Warszawska masa nie ma już w sobie nic z protestu, nadzwyczaj szybko zżarła ją rutyna. To już nic więcej, niż kulturalne kuriozum. Piknik zrobiony przez grupę osób dla innej grupy osób, gdzie albo przyznasz rację z góry wyznaczonym zasadom, albo możesz zabierać zabawki i iść do innej piaskownicy, bo ryzyko, że twoje uwagi pozostaną bez odpowiedzi, jest nad wyraz wysokie (spradzałam).

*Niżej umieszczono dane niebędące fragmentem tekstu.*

//! CLI tool to tokenize, parse, and evaluate SupplyScript sources.

use std::io::{self, BufRead, Write};
use std::process::ExitCode;

use clap::{Args as ClapArgs, Parser as ClapParser, Subcommand, ValueEnum};
use supplyscript::{Mode, RunConfig, RunResult, format_tokens, run, run_file};

#[derive(ClapParser, Debug)]
#[command(name = "supp", version, about = "SupplyScript lexer and expression parser")]
struct Args {
    #[command(subcommand)]
    command: Commands,
}

#[derive(Subcommand, Debug)]
enum Commands {
    /// Print the token table of each input
    Lex(Inputs),
    /// Print the expression tree of each input
    Parse(Inputs),
    /// Evaluate each input as an arithmetic expression
    Eval(Inputs),
    /// Read lines from standard input and run each one
    Repl {
        /// Pipeline stage to run on every line
        #[arg(short, long, value_enum, default_value_t = ReplMode::Lex)]
        mode: ReplMode,
    },
}

#[derive(ClapArgs, Debug)]
struct Inputs {
    /// `.supp` files to process
    files: Vec<String>,
    /// Inline source code instead of files
    #[arg(short, long)]
    expr: Option<String>,
    /// Accept files without the `.supp` extension
    #[arg(long)]
    no_ext_check: bool,
}

#[derive(ValueEnum, Debug, Clone, Copy)]
enum ReplMode {
    Lex,
    Parse,
    Eval,
}

impl From<ReplMode> for Mode {
    fn from(mode: ReplMode) -> Self {
        match mode {
            ReplMode::Lex => Self::Lex,
            ReplMode::Parse => Self::Parse,
            ReplMode::Eval => Self::Eval,
        }
    }
}

fn main() -> ExitCode {
    env_logger::init();

    let args = Args::parse();

    match args.command {
        Commands::Lex(inputs) => process(&inputs, Mode::Lex),
        Commands::Parse(inputs) => process(&inputs, Mode::Parse),
        Commands::Eval(inputs) => process(&inputs, Mode::Eval),
        Commands::Repl { mode } => repl(mode.into()),
    }
}

fn process(inputs: &Inputs, mode: Mode) -> ExitCode {
    if inputs.files.is_empty() && inputs.expr.is_none() {
        eprintln!("Error: no files specified");
        return ExitCode::from(2);
    }

    let mut had_error = false;

    if let Some(code) = &inputs.expr {
        had_error |= !report(&run(code, mode), mode);
    }

    let config = RunConfig {
        mode,
        check_extension: !inputs.no_ext_check,
    };

    for path in &inputs.files {
        match run_file(path, &config) {
            Ok(result) => {
                if inputs.files.len() > 1 {
                    println!("==> {path}");
                }
                had_error |= !report(&result, mode);
            }
            Err(e) => {
                eprintln!("{e}");
                had_error = true;
            }
        }
    }

    if had_error {
        ExitCode::FAILURE
    } else {
        ExitCode::SUCCESS
    }
}

/// Print a run's output or its error. Returns `false` on error.
fn report(result: &RunResult, mode: Mode) -> bool {
    if let Some(err) = &result.error {
        eprintln!("Error: {err}");
        if let Some(context) = err.context() {
            eprintln!("{context}");
        }
        return false;
    }

    match mode {
        Mode::Lex => print!("{}", format_tokens(&result.tokens)),
        Mode::Parse => {
            if let Some(ast) = &result.ast {
                println!("{ast}");
            }
        }
        Mode::Eval => {
            if let Some(value) = result.value {
                println!("{value}");
            }
        }
    }
    true
}

fn repl(mode: Mode) -> ExitCode {
    let stdin = io::stdin();
    let mut lines = stdin.lock().lines();

    loop {
        print!("supp > ");
        if io::stdout().flush().is_err() {
            return ExitCode::FAILURE;
        }

        match lines.next() {
            Some(Ok(line)) => {
                report(&run(&line, mode), mode);
            }
            Some(Err(e)) => {
                eprintln!("Error: {e}");
                return ExitCode::FAILURE;
            }
            None => {
                println!();
                return ExitCode::SUCCESS;
            }
        }
    }
}
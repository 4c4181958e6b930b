//! Clipboard files.
//!
//! `Metadata/Clipboard/<name>` holds every entry, oldest first, each
//! followed by a `---` line.

use crate::history::Clipboard;
use crate::paths::Layout;
use crate::session::Session;

use super::{push_block, read_optional, write_atomic, LineReader, PersistenceError};

pub fn encode_clipboard(clipboard: &Clipboard) -> String {
    let mut out = String::new();
    for entry in clipboard.iter() {
        push_block(&mut out, entry);
    }
    out
}

/// Parse clipboard entries. A trailing entry without its delimiter is dropped.
pub fn decode_clipboard(file: &str, contents: &str) -> Clipboard {
    let mut reader = LineReader::new(file, contents);
    let mut entries = Vec::new();

    while let Ok(entry) = reader.block("clipboard entry") {
        entries.push(entry);
    }

    // Everything after the last delimiter; normally the empty tail after the final newline.
    let tail = contents
        .rsplit_once(super::DELIMITER)
        .map_or(contents, |(_, tail)| tail);
    if !tail.trim().is_empty() {
        log::warn!("{}: dropping unterminated clipboard entry", file);
    }

    Clipboard::from_entries(entries)
}

pub fn write_clipboard(layout: &Layout, session: &Session) -> Result<(), PersistenceError> {
    write_atomic(
        &layout.clipboard_file(session.name()),
        &encode_clipboard(session.clipboard()),
    )
}

/// Load a session's clipboard. A missing file is an empty clipboard.
pub fn read_clipboard(layout: &Layout, file_name: &str) -> Result<Clipboard, PersistenceError> {
    Ok(read_optional(&layout.clipboard_file(file_name))?
        .map(|contents| decode_clipboard(file_name, &contents))
        .unwrap_or_default())
}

A na koniec ciekawostka: organizatorzy nadzwyczaj niechętnie patrzą na flagi @. A to podpada pod ograniczanie wolności wypowiedzi. O ironio - masa ograniczająca wolność wypowiedzi. Halo?
-----
* Masa pisana dużą literą odnosi się do całego, ogólnoświatowego ruchu, masa małą - do WMK.
** aby piesi nie przechodzili przez przejście przed końcem peletonu - dla bezpieczeństwa własnego oraz rowerzystów.
*** Robiłabym to do dzisiaj, ale chyba ktoś doszedł do wniosku, że rozdawanie ulotek jest zbędne, bo ulotek już na masie nie uświadczysz.
**** Mówię to z sympatią, sama się do takowych zaliczam.
***** będę złośliwa i zauważę, że pewnie obraz oparty na szkodliwych stereotypach. NIE, skłotersi nie rozdają jedzenia brudnymi rękoma i TAK, wszystkie składniki były wcześniej umyte.